Given the current difficulties generating vaccine-induced neutralizing antibodies to human immunodeficiency virus (HIV), the focus of the vaccine community has shifted toward creating cytotoxic-T-lymphocyte (CTL)-based vaccines. Recent reports of CTL-based vaccine trials in macaques challenged with simian/human immunodeficiency virus SHIV-89.6P have supported the notion that such vaccines can ameliorate the course of disease. However, almost all of these studies included Env as an immunogen and since SHIV-89.6P is sensitive to neutralizing antibodies it is difficult to determine the mechanism(s) of protection. Consequently, SHIV-89.6P challenge of macaques may be a poor model for determining vaccine efficacy in humans.

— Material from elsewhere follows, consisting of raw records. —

//! Glow & Shine client library.
//!
//! Everything the salon-booking front end needs besides rendering: the remote
//! API client, the persisted session and cart mirror, the auth and profile
//! flows, and salon/service filtering.
//!
//! # Modules
//!
//! - [`api`] - HTTP client for the remote salon API
//! - [`store`] - Persisted key-value store with versioned records
//! - [`session`] - The signed-in user's session
//! - [`services`] - Auth, cart, and profile services
//! - [`search`] - Salon and service filters
//! - [`state`] - Shared application state

#![cfg_attr(not(test), forbid(unsafe_code))]

pub mod api;
pub mod config;
pub mod error;
pub mod search;
pub mod services;
pub mod session;
pub mod state;
pub mod store;

pub use error::ClientError;
pub use state::AppState;
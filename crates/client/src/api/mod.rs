//! Remote salon API client.
//!
//! # Architecture
//!
//! - Plain JSON over HTTP with `reqwest`
//! - The remote API is source of truth for salons, services, carts, and
//!   profile images
//! - In-memory caching via `moka` for the salon catalogue only (list and
//!   detail); carts, services, and profile images are always fetched live
//!
//! # Error model
//!
//! Every call distinguishes a transport failure ([`ApiError::Http`]) from a
//! server-side business rejection ([`ApiError::Rejected`]), which carries the
//! server's human-readable reason.
//!
//! # Example
//!
//! ```rust,ignore
//! use glow_client::api::ApiClient;
//!
//! let client = ApiClient::new(&config.api)?;
//!
//! let salons = client.get_all_salons().await?;
//! let detail = client.get_salon(&salons[0].salon_id).await?;
//! ```

mod auth;
mod cache;
pub mod types;

pub use types::*;

use std::sync::Arc;

use moka::future::Cache;
use serde::de::DeserializeOwned;
use thiserror::Error;
use tracing::{debug, instrument};
use url::Url;

use glow_core::{CategoryId, SalonId, UserId};

use crate::config::ApiConfig;
use cache::CacheValue;

/// Errors that can occur when talking to the remote API.
#[derive(Debug, Error)]
pub enum ApiError {
    /// The request never produced a response (connection, DNS, TLS, timeout).
    #[error("HTTP error: {0}")]
    Http(#[from] reqwest::Error),

    /// The server answered with a non-success status.
    #[error("Rejected ({status}): {}", .message.as_deref().unwrap_or("no reason given"))]
    Rejected {
        /// HTTP status code.
        status: u16,
        /// Human-readable reason authored by the server, if the body had one.
        message: Option<String>,
    },

    /// JSON parsing failed.
    #[error("JSON parse error: {0}")]
    Parse(#[from] serde_json::Error),

    /// Resource not found.
    #[error("Not found: {0}")]
    NotFound(String),

    /// An endpoint URL could not be built.
    #[error("Invalid URL: {0}")]
    Url(String),
}

impl ApiError {
    /// Whether this is a transport-level failure (no usable response).
    #[must_use]
    pub const fn is_transport(&self) -> bool {
        matches!(self, Self::Http(_))
    }

    /// Split off a server-side refusal: the server's reason (or a generic
    /// line naming the status) for rejections, the error itself otherwise.
    ///
    /// # Errors
    ///
    /// Returns `self` unchanged when the server did not refuse the request.
    pub fn into_rejection_reason(self) -> Result<String, Self> {
        match self {
            Self::Rejected { status, message } => {
                Ok(message.unwrap_or_else(|| format!("Request failed with status {status}")))
            }
            Self::NotFound(message) => Ok(message),
            other => Err(other),
        }
    }
}

// =============================================================================
// ApiClient
// =============================================================================

/// Client for the remote salon API.
///
/// Cheap to clone; clones share the HTTP connection pool and the catalogue
/// cache.
#[derive(Clone)]
pub struct ApiClient {
    inner: Arc<ApiClientInner>,
}

struct ApiClientInner {
    client: reqwest::Client,
    base_url: Url,
    cache: Option<Cache<String, CacheValue>>,
}

impl ApiClient {
    /// Create a new API client.
    ///
    /// # Errors
    ///
    /// Returns an error if the underlying HTTP client cannot be built.
    pub fn new(config: &ApiConfig) -> Result<Self, ApiError> {
        let mut builder = reqwest::Client::builder();
        if let Some(timeout) = config.request_timeout {
            builder = builder.timeout(timeout);
        }

        let cache = (!config.catalog_cache_ttl.is_zero()).then(|| {
            Cache::builder()
                .max_capacity(500)
                .time_to_live(config.catalog_cache_ttl)
                .build()
        });

        Ok(Self {
            inner: Arc::new(ApiClientInner {
                client: builder.build()?,
                base_url: config.base_url.clone(),
                cache,
            }),
        })
    }

    /// The base URL endpoints are resolved against.
    #[must_use]
    pub fn base_url(&self) -> &Url {
        &self.inner.base_url
    }

    /// Drop every cached salon list/detail response.
    pub fn invalidate_catalog(&self) {
        if let Some(cache) = &self.inner.cache {
            cache.invalidate_all();
        }
    }

    // =========================================================================
    // Request plumbing
    // =========================================================================

    /// Resolve a relative endpoint path against the base URL.
    fn endpoint(&self, path: &str) -> Result<Url, ApiError> {
        self.inner
            .base_url
            .join(path.trim_start_matches('/'))
            .map_err(|e| ApiError::Url(e.to_string()))
    }

    /// Resolve an endpoint path and append one percent-encoded path segment.
    fn endpoint_with_segment(&self, path: &str, segment: &str) -> Result<Url, ApiError> {
        let mut url = self.endpoint(path)?;
        url.path_segments_mut()
            .map_err(|()| ApiError::Url(format!("cannot append segment to {path}")))?
            .pop_if_empty()
            .push(segment);
        Ok(url)
    }

    /// Send a request and return the body of a successful response.
    ///
    /// Non-success statuses become [`ApiError::Rejected`] with the server's
    /// reason extracted from the body.
    pub(crate) async fn send(&self, request: reqwest::RequestBuilder) -> Result<String, ApiError> {
        let response = request.send().await?;
        let status = response.status();

        // Get response body as text first for better error diagnostics
        let body = response.text().await?;

        if !status.is_success() {
            tracing::warn!(
                status = %status,
                body = %body.chars().take(500).collect::<String>(),
                "Remote API returned non-success status"
            );
            return Err(ApiError::Rejected {
                status: status.as_u16(),
                message: rejection_message(&body),
            });
        }

        Ok(body)
    }

    /// GET a URL and decode the JSON body.
    async fn get_json<T: DeserializeOwned>(&self, url: Url) -> Result<T, ApiError> {
        let body = self.send(self.inner.client.get(url)).await?;
        parse_body(&body)
    }

    pub(crate) fn http(&self) -> &reqwest::Client {
        &self.inner.client
    }

    async fn cached(&self, key: &str) -> Option<CacheValue> {
        match &self.inner.cache {
            Some(cache) => cache.get(key).await,
            None => None,
        }
    }

    async fn store(&self, key: String, value: CacheValue) {
        if let Some(cache) = &self.inner.cache {
            cache.insert(key, value).await;
        }
    }

    // =========================================================================
    // Salon Methods
    // =========================================================================

    /// List every salon.
    ///
    /// # Errors
    ///
    /// Returns an error if the request fails or the body is not a salon list.
    #[instrument(skip(self))]
    pub async fn get_all_salons(&self) -> Result<Vec<SalonSummary>, ApiError> {
        if let Some(CacheValue::Salons(salons)) = self.cached(cache::SALONS_KEY).await {
            debug!("Cache hit for salon list");
            return Ok(salons);
        }

        let salons: Vec<SalonSummary> = self.get_json(self.endpoint("salon/get-all-salon")?).await?;

        self.store(cache::SALONS_KEY.to_string(), CacheValue::Salons(salons.clone()))
            .await;

        Ok(salons)
    }

    /// Get one salon with its full service menu.
    ///
    /// # Errors
    ///
    /// Returns [`ApiError::NotFound`] for an unknown id, or another error if
    /// the request fails.
    #[instrument(skip(self), fields(salon_id = %salon_id))]
    pub async fn get_salon(&self, salon_id: &SalonId) -> Result<SalonDetail, ApiError> {
        let cache_key = cache::salon_key(salon_id.as_str());

        if let Some(CacheValue::Salon(salon)) = self.cached(&cache_key).await {
            debug!("Cache hit for salon");
            return Ok(*salon);
        }

        let url = self.endpoint_with_segment("salon/get-salon", salon_id.as_str())?;
        let body = match self.send(self.inner.client.get(url)).await {
            Ok(body) => body,
            Err(ApiError::Rejected { status: 404, .. }) => {
                return Err(ApiError::NotFound(format!("Salon not found: {salon_id}")));
            }
            Err(e) => return Err(e),
        };

        // Some deployments answer an unknown id with 200 and a `null` body
        let salon: Option<SalonDetail> = parse_body(&body)?;
        let salon = salon.ok_or_else(|| ApiError::NotFound(format!("Salon not found: {salon_id}")))?;

        self.store(cache_key, CacheValue::Salon(Box::new(salon.clone())))
            .await;

        Ok(salon)
    }

    /// List a salon's services in one category.
    ///
    /// A response body that is not a JSON array is treated as an empty menu.
    ///
    /// # Errors
    ///
    /// Returns an error if the request fails or the array is malformed.
    #[instrument(skip(self), fields(salon_id = %salon_id, category_id = %category_id))]
    pub async fn get_services(
        &self,
        salon_id: &SalonId,
        category_id: &CategoryId,
    ) -> Result<Vec<ServiceDetail>, ApiError> {
        let mut url = self.endpoint("service/get-services")?;
        url.query_pairs_mut()
            .append_pair("salonId", salon_id.as_str())
            .append_pair("categoryId", category_id.as_str());

        let value: serde_json::Value = self.get_json(url).await?;
        if !value.is_array() {
            debug!("Service list response is not an array, treating as empty");
            return Ok(Vec::new());
        }

        Ok(serde_json::from_value(value)?)
    }

    // =========================================================================
    // Cart Methods
    // =========================================================================

    /// Get a user's cart for one salon.
    ///
    /// # Errors
    ///
    /// Returns an error if the request fails or the body is not a cart.
    #[instrument(skip(self), fields(user_id = %user_id, salon_id = %salon_id))]
    pub async fn get_cart(
        &self,
        user_id: &UserId,
        salon_id: &SalonId,
    ) -> Result<CartSnapshot, ApiError> {
        let mut url = self.endpoint("cart/get")?;
        url.query_pairs_mut()
            .append_pair("userId", user_id.as_str())
            .append_pair("salonId", salon_id.as_str());

        self.get_json(url).await
    }

    /// Add a service to a user's cart for one salon.
    ///
    /// # Errors
    ///
    /// Returns [`ApiError::Rejected`] with the server's reason when the
    /// service cannot be added (e.g. a service from the same category is
    /// already in the cart).
    #[instrument(skip(self), fields(user_id = %request.user_id, salon_id = %request.salon_id, service_id = %request.service_id))]
    pub async fn add_to_cart(&self, request: &AddToCartRequest) -> Result<(), ApiError> {
        let url = self.endpoint("cart/add")?;
        self.send(self.inner.client.post(url).json(request)).await?;
        Ok(())
    }

    /// Empty a user's cart for one salon.
    ///
    /// # Errors
    ///
    /// Returns an error if the request fails or the server rejects it.
    #[instrument(skip(self), fields(user_id = %user_id, salon_id = %salon_id))]
    pub async fn clear_cart(&self, user_id: &UserId, salon_id: &SalonId) -> Result<(), ApiError> {
        let mut url = self.endpoint("cart/clear")?;
        url.query_pairs_mut()
            .append_pair("userId", user_id.as_str())
            .append_pair("salonId", salon_id.as_str());

        self.send(self.inner.client.delete(url)).await?;
        Ok(())
    }

    // =========================================================================
    // Profile Image Methods
    // =========================================================================

    /// Get the URL of a user's profile image.
    ///
    /// # Errors
    ///
    /// Returns an error if the request fails or the user has no image.
    #[instrument(skip(self), fields(user_id = %user_id))]
    pub async fn get_profile_image(&self, user_id: &UserId) -> Result<ProfileImage, ApiError> {
        let url = self.endpoint_with_segment("v1.0/get-profile-image", user_id.as_str())?;
        self.get_json(url).await
    }

    /// Upload a new profile image.
    ///
    /// # Errors
    ///
    /// Returns an error if the multipart body cannot be built, the request
    /// fails, or the server rejects the image.
    #[instrument(skip(self, bytes), fields(user_id = %user_id, size = bytes.len()))]
    pub async fn upload_profile_image(
        &self,
        user_id: &UserId,
        file_name: &str,
        content_type: &str,
        bytes: Vec<u8>,
    ) -> Result<ProfileImage, ApiError> {
        let part = reqwest::multipart::Part::bytes(bytes)
            .file_name(file_name.to_owned())
            .mime_str(content_type)?;
        let form = reqwest::multipart::Form::new()
            .text("userId", user_id.to_string())
            .part("image", part);

        let url = self.endpoint("v1.0/add-profile-image")?;
        let body = self.send(self.inner.client.post(url).multipart(form)).await?;
        parse_body(&body)
    }
}

// =============================================================================
// Helper Functions
// =============================================================================

/// Decode a JSON body, logging a prefix of it on failure.
///
/// Logged at `warn`: callers such as the cart fetch recover from a bad body.
fn parse_body<T: DeserializeOwned>(body: &str) -> Result<T, ApiError> {
    serde_json::from_str(body).map_err(|e| {
        tracing::warn!(
            error = %e,
            body = %body.chars().take(500).collect::<String>(),
            "Failed to parse remote API response"
        );
        ApiError::Parse(e)
    })
}

/// Extract a human-readable reason from an error body.
///
/// A JSON object yields its `message` field (or nothing), a JSON string
/// yields itself, and any other body is used as plain text.
fn rejection_message(body: &str) -> Option<String> {
    let trimmed = body.trim();
    if trimmed.is_empty() {
        return None;
    }

    match serde_json::from_str::<serde_json::Value>(trimmed) {
        Ok(serde_json::Value::Object(_)) => {
            serde_json::from_str::<types::MessageBody>(trimmed)
                .ok()
                .and_then(|body| body.message)
                .filter(|message| !message.trim().is_empty())
        }
        Ok(serde_json::Value::String(message)) => Some(message),
        _ => Some(trimmed.chars().take(500).collect()),
    }
}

To ascertain the effect of vaccine-induced multispecific mucosal CTL, in the absence of Env-specific antibody, on the control of an immunodeficiency virus challenge, we vaccinated Mamu-A*01+ macaques with constructs encoding a combination of CTL epitopes and full-length proteins (Tat, Rev, and Nef) by using a DNA prime/recombinant modified vaccinia virus Ankara (rMVA) boost regimen. The vaccination induced virus-specific CTL and CD4+ helper T lymphocytes with CTL frequencies as high as 20,000/million peripheral blood mononuclear cells. The final rMVA vaccination, delivered intravenously, engendered long-lived mucosal CTL At 16 weeks after the final rMVA vaccination, the vaccinees and naive, Mamu-A*01+ controls were challenged intrarectally with SIVmac239. Massive early anamnestic cellular immune responses controlled acute-phase viral replication; however, the three vaccinees were unable to control virus replication in the chronic phase. The present study suggests that multispecific mucosal CTL, in the absence of neutralizing antibodies, can achieve a modicum of control over early viral replication but are unable to control chronic-phase viral replication after a high-dose mucosal challenge with a pathogenic simian immunodeficiency virus.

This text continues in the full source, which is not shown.